EXERCISE DIRECTIONS: Throughout the entries below, report every line where "GrammarError" is found.

# # # # # # #

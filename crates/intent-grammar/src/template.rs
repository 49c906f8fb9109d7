//! Sentence templates and the sentence-line parser
//!
//! A template line is a sequence of words, `(a | b)` alternatives, `[optional]`
//! groups, `<rule>` references, `$slot` references and `{tag}` annotations.
//! The parser produces a [`Template`] tree; references are kept symbolic and
//! resolved later by the compiler.

use crate::error::{GrammarError, Result};
use crate::symbols::{MARKER_PREFIX, SUBSTITUTION_SEPARATOR};
use serde::{Deserialize, Serialize};
use std::fmt;

/// A parsed sentence template
#[derive(Debug, Clone, PartialEq, Serialize, Deserialize)]
pub enum Template {
    /// A literal word; `substitution` replaces it in the decoded output
    Word {
        text: String,
        substitution: Option<String>,
    },
    /// Items matched one after another; empty matches the empty input
    Sequence(Vec<Template>),
    /// Exactly one of the branches
    Alternation(Vec<Template>),
    /// The inner template or nothing
    Optional(Box<Template>),
    /// Reference to a rule, spliced in at compile time
    RuleRef(RuleName),
    /// Reference to a slot's value list
    SlotRef(String),
    /// Span whose matched words become an entity
    Tagged { inner: Box<Template>, tag: Tag },
    /// Group whose matched words are reported as `value`
    Substitution { inner: Box<Template>, value: String },
}

/// Entity annotation `{slot}` or `{slot:value}`
#[derive(Debug, Clone, PartialEq, Eq, Serialize, Deserialize)]
pub struct Tag {
    pub slot: String,
    pub value: Option<String>,
}

/// Rule reference; `grammar` is set for `<Intent.rule>` references
#[derive(Debug, Clone, PartialEq, Eq, Hash, PartialOrd, Ord, Serialize, Deserialize)]
pub struct RuleName {
    pub grammar: Option<String>,
    pub rule: String,
}

impl RuleName {
    pub fn local(rule: impl Into<String>) -> Self {
        Self {
            grammar: None,
            rule: rule.into(),
        }
    }

    pub fn remote(grammar: impl Into<String>, rule: impl Into<String>) -> Self {
        Self {
            grammar: Some(grammar.into()),
            rule: rule.into(),
        }
    }

    /// Grammar that defines this rule when referenced from `intent`
    pub fn owner<'a>(&'a self, intent: &'a str) -> &'a str {
        self.grammar.as_deref().unwrap_or(intent)
    }

    /// Fully qualified `Intent.rule` name
    pub fn qualified(&self, intent: &str) -> String {
        format!("{}.{}", self.owner(intent), self.rule)
    }

    fn parse(text: &str) -> Self {
        match text.split_once('.') {
            Some((grammar, rule)) => Self::remote(grammar, rule),
            None => Self::local(text),
        }
    }
}

impl fmt::Display for RuleName {
    fn fmt(&self, f: &mut fmt::Formatter<'_>) -> fmt::Result {
        match &self.grammar {
            Some(grammar) => write!(f, "<{}.{}>", grammar, self.rule),
            None => write!(f, "<{}>", self.rule),
        }
    }
}

/// Something a template refers to by name
#[derive(Debug, Clone, PartialEq, Eq, Hash)]
pub enum Reference {
    Rule(RuleName),
    Slot(String),
}

impl fmt::Display for Reference {
    fn fmt(&self, f: &mut fmt::Formatter<'_>) -> fmt::Result {
        match self {
            Reference::Rule(name) => write!(f, "{name}"),
            Reference::Slot(name) => write!(f, "${name}"),
        }
    }
}

impl Template {
    pub fn word(text: impl Into<String>) -> Self {
        Template::Word {
            text: text.into(),
            substitution: None,
        }
    }

    pub fn tagged(inner: Template, slot: impl Into<String>) -> Self {
        Template::Tagged {
            inner: Box::new(inner),
            tag: Tag {
                slot: slot.into(),
                value: None,
            },
        }
    }

    /// Rule and slot references in first-occurrence order
    pub fn references(&self) -> Vec<Reference> {
        let mut refs = Vec::new();
        self.collect_references(&mut refs);
        refs
    }

    fn collect_references(&self, refs: &mut Vec<Reference>) {
        let found = match self {
            Template::Word { .. } => None,
            Template::Sequence(items) | Template::Alternation(items) => {
                for item in items {
                    item.collect_references(refs);
                }
                None
            }
            Template::Optional(inner)
            | Template::Tagged { inner, .. }
            | Template::Substitution { inner, .. } => {
                inner.collect_references(refs);
                None
            }
            Template::RuleRef(name) => Some(Reference::Rule(name.clone())),
            Template::SlotRef(name) => Some(Reference::Slot(name.clone())),
        };
        if let Some(reference) = found {
            if !refs.contains(&reference) {
                refs.push(reference);
            }
        }
    }

    /// Rewrite every literal word, keeping the original spelling as its output.
    pub fn map_words(&mut self, transform: &dyn Fn(&str) -> String) {
        match self {
            Template::Word { text, substitution } => {
                let mapped = transform(text);
                if mapped != *text {
                    if substitution.is_none() {
                        *substitution = Some(text.clone());
                    }
                    *text = mapped;
                }
            }
            Template::Sequence(items) | Template::Alternation(items) => {
                for item in items {
                    item.map_words(transform);
                }
            }
            Template::Optional(inner)
            | Template::Tagged { inner, .. }
            | Template::Substitution { inner, .. } => inner.map_words(transform),
            Template::RuleRef(_) | Template::SlotRef(_) => {}
        }
    }
}

// ---------------------------------------------------------------------------
// Lexer

#[derive(Debug, Clone, PartialEq)]
enum Tok {
    LParen,
    RParen,
    LBracket,
    RBracket,
    Pipe,
    Rule(String),
    Slot(String),
    Tag(Tag),
    Word(String),
}

#[derive(Debug, Clone)]
struct Lexeme {
    tok: Tok,
    /// No whitespace between this lexeme and the previous one
    glued: bool,
}

fn is_meta(c: char) -> bool {
    matches!(c, '(' | ')' | '[' | ']' | '|' | '<' | '>' | '{' | '}')
}

fn lex(text: &str, intent: &str, line: usize) -> Result<Vec<Lexeme>> {
    let chars: Vec<char> = text.chars().collect();
    let mut lexemes = Vec::new();
    let mut i = 0;
    let mut glued = false;

    while i < chars.len() {
        let c = chars[i];
        if c.is_whitespace() {
            glued = false;
            i += 1;
            continue;
        }

        let tok = match c {
            '(' => Tok::LParen,
            ')' => Tok::RParen,
            '[' => Tok::LBracket,
            ']' => Tok::RBracket,
            '|' => Tok::Pipe,
            '<' | '{' => {
                let close = if c == '<' { '>' } else { '}' };
                let end = chars[i + 1..]
                    .iter()
                    .position(|&ch| ch == close)
                    .map(|offset| i + 1 + offset)
                    .ok_or_else(|| {
                        GrammarError::syntax(intent, line, format!("unbalanced '{c}'"))
                    })?;
                let body: String = chars[i + 1..end].iter().collect();
                let body = body.trim().to_string();
                i = end;
                if c == '<' {
                    lex_rule(&body, intent, line)?
                } else {
                    lex_tag(&body, intent, line)?
                }
            }
            '>' | '}' => {
                return Err(GrammarError::syntax(
                    intent,
                    line,
                    format!("unbalanced '{c}'"),
                ))
            }
            _ => {
                let start = i;
                while i + 1 < chars.len() && !chars[i + 1].is_whitespace() && !is_meta(chars[i + 1])
                {
                    i += 1;
                }
                let word: String = chars[start..=i].iter().collect();
                match word.strip_prefix('$') {
                    Some(slot) if slot.is_empty() => {
                        return Err(GrammarError::syntax(intent, line, "empty slot reference"))
                    }
                    Some(slot) => Tok::Slot(slot.to_string()),
                    None => Tok::Word(word),
                }
            }
        };

        lexemes.push(Lexeme { tok, glued });
        glued = true;
        i += 1;
    }

    Ok(lexemes)
}

fn lex_rule(body: &str, intent: &str, line: usize) -> Result<Tok> {
    if body.is_empty() || body.contains(char::is_whitespace) {
        return Err(GrammarError::syntax(
            intent,
            line,
            format!("invalid rule reference <{body}>"),
        ));
    }
    Ok(Tok::Rule(body.to_string()))
}

fn lex_tag(body: &str, intent: &str, line: usize) -> Result<Tok> {
    let (slot, value) = match body.split_once(SUBSTITUTION_SEPARATOR) {
        Some((slot, value)) => (slot.trim(), Some(value.trim().to_string())),
        None => (body, None),
    };
    if slot.is_empty() || slot.contains(char::is_whitespace) {
        return Err(GrammarError::syntax(
            intent,
            line,
            format!("invalid tag {{{body}}}"),
        ));
    }
    Ok(Tok::Tag(Tag {
        slot: slot.to_string(),
        value,
    }))
}

// ---------------------------------------------------------------------------
// Parser

struct Parser<'a> {
    lexemes: Vec<Lexeme>,
    pos: usize,
    intent: &'a str,
    line: usize,
}

/// Parse one sentence (or rule body / slot value) into a template.
pub fn parse_template(text: &str, intent: &str, line: usize) -> Result<Template> {
    let mut parser = Parser {
        lexemes: lex(text, intent, line)?,
        pos: 0,
        intent,
        line,
    };
    let template = parser.alternation()?;
    match parser.peek() {
        None => Ok(template),
        Some(tok) => Err(parser.error(format!("unbalanced '{}'", closer(tok)))),
    }
}

fn closer(tok: &Tok) -> char {
    match tok {
        Tok::RBracket => ']',
        Tok::Pipe => '|',
        _ => ')',
    }
}

impl Parser<'_> {
    fn peek(&self) -> Option<&Tok> {
        self.lexemes.get(self.pos).map(|lexeme| &lexeme.tok)
    }

    fn next(&mut self) -> Option<Lexeme> {
        let lexeme = self.lexemes.get(self.pos).cloned();
        self.pos += 1;
        lexeme
    }

    fn error(&self, message: impl Into<String>) -> GrammarError {
        GrammarError::syntax(self.intent, self.line, message)
    }

    fn alternation(&mut self) -> Result<Template> {
        let mut branches = vec![self.sequence()?];
        while self.peek() == Some(&Tok::Pipe) {
            self.pos += 1;
            branches.push(self.sequence()?);
        }
        Ok(if branches.len() == 1 {
            branches.remove(0)
        } else {
            Template::Alternation(branches)
        })
    }

    fn sequence(&mut self) -> Result<Template> {
        let mut items = Vec::new();
        while let Some(tok) = self.peek() {
            if matches!(tok, Tok::Pipe | Tok::RParen | Tok::RBracket) {
                break;
            }
            items.push(self.item()?);
        }
        Ok(if items.len() == 1 {
            items.remove(0)
        } else {
            Template::Sequence(items)
        })
    }

    fn item(&mut self) -> Result<Template> {
        let mut template = self.atom()?;

        // (group):value
        if let Some(Lexeme {
            tok: Tok::Word(word),
            glued: true,
        }) = self.lexemes.get(self.pos)
        {
            if let Some(value) = word.strip_prefix(SUBSTITUTION_SEPARATOR) {
                if matches!(template, Template::Alternation(_) | Template::Sequence(_) | Template::Optional(_))
                {
                    template = Template::Substitution {
                        inner: Box::new(template),
                        value: value.to_string(),
                    };
                    self.pos += 1;
                }
            }
        }

        while let Some(Tok::Tag(tag)) = self.peek() {
            let tag = tag.clone();
            self.pos += 1;
            template = Template::Tagged {
                inner: Box::new(template),
                tag,
            };
        }

        Ok(template)
    }

    fn atom(&mut self) -> Result<Template> {
        let Some(lexeme) = self.next() else {
            return Err(self.error("unexpected end of sentence"));
        };

        match lexeme.tok {
            Tok::LParen => {
                let inner = self.alternation()?;
                self.expect(Tok::RParen, '(')?;
                // Keep the group boundary so a trailing substitution applies to all of it
                Ok(match inner {
                    Template::Alternation(_) | Template::Sequence(_) => inner,
                    other => Template::Sequence(vec![other]),
                })
            }
            Tok::LBracket => {
                let inner = self.alternation()?;
                self.expect(Tok::RBracket, '[')?;
                Ok(Template::Optional(Box::new(inner)))
            }
            Tok::Rule(name) => Ok(Template::RuleRef(RuleName::parse(&name))),
            Tok::Slot(name) => Ok(Template::SlotRef(name)),
            Tok::Word(word) => self.word(&word),
            Tok::Tag(tag) => Err(self.error(format!("tag {{{}}} has nothing to tag", tag.slot))),
            other => Err(self.error(format!("unexpected '{}'", closer(&other)))),
        }
    }

    fn expect(&mut self, tok: Tok, opener: char) -> Result<()> {
        match self.next() {
            Some(lexeme) if lexeme.tok == tok => Ok(()),
            _ => Err(self.error(format!("unbalanced '{opener}'"))),
        }
    }

    fn word(&self, word: &str) -> Result<Template> {
        let (text, substitution) = match word.split_once(SUBSTITUTION_SEPARATOR) {
            Some((raw, value)) => (raw, Some(value.to_string())),
            None => (word, None),
        };
        if text.is_empty() && substitution.as_deref().map_or(true, str::is_empty) {
            return Err(self.error("empty substitution"));
        }
        if text.starts_with(MARKER_PREFIX) {
            return Err(self.error(format!("'{text}' uses the reserved prefix {MARKER_PREFIX}")));
        }
        Ok(Template::Word {
            text: text.to_string(),
            substitution,
        })
    }
}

# # # # # # #

RESPONSE:
use crate::error::{GrammarError, Result};
                        GrammarError::syntax(intent, line, format!("unbalanced '{c}'"))
                return Err(GrammarError::syntax(
                        return Err(GrammarError::syntax(intent, line, "empty slot reference"))
        return Err(GrammarError::syntax(
        return Err(GrammarError::syntax(
    fn error(&self, message: impl Into<String>) -> GrammarError {
        GrammarError::syntax(self.intent, self.line, message)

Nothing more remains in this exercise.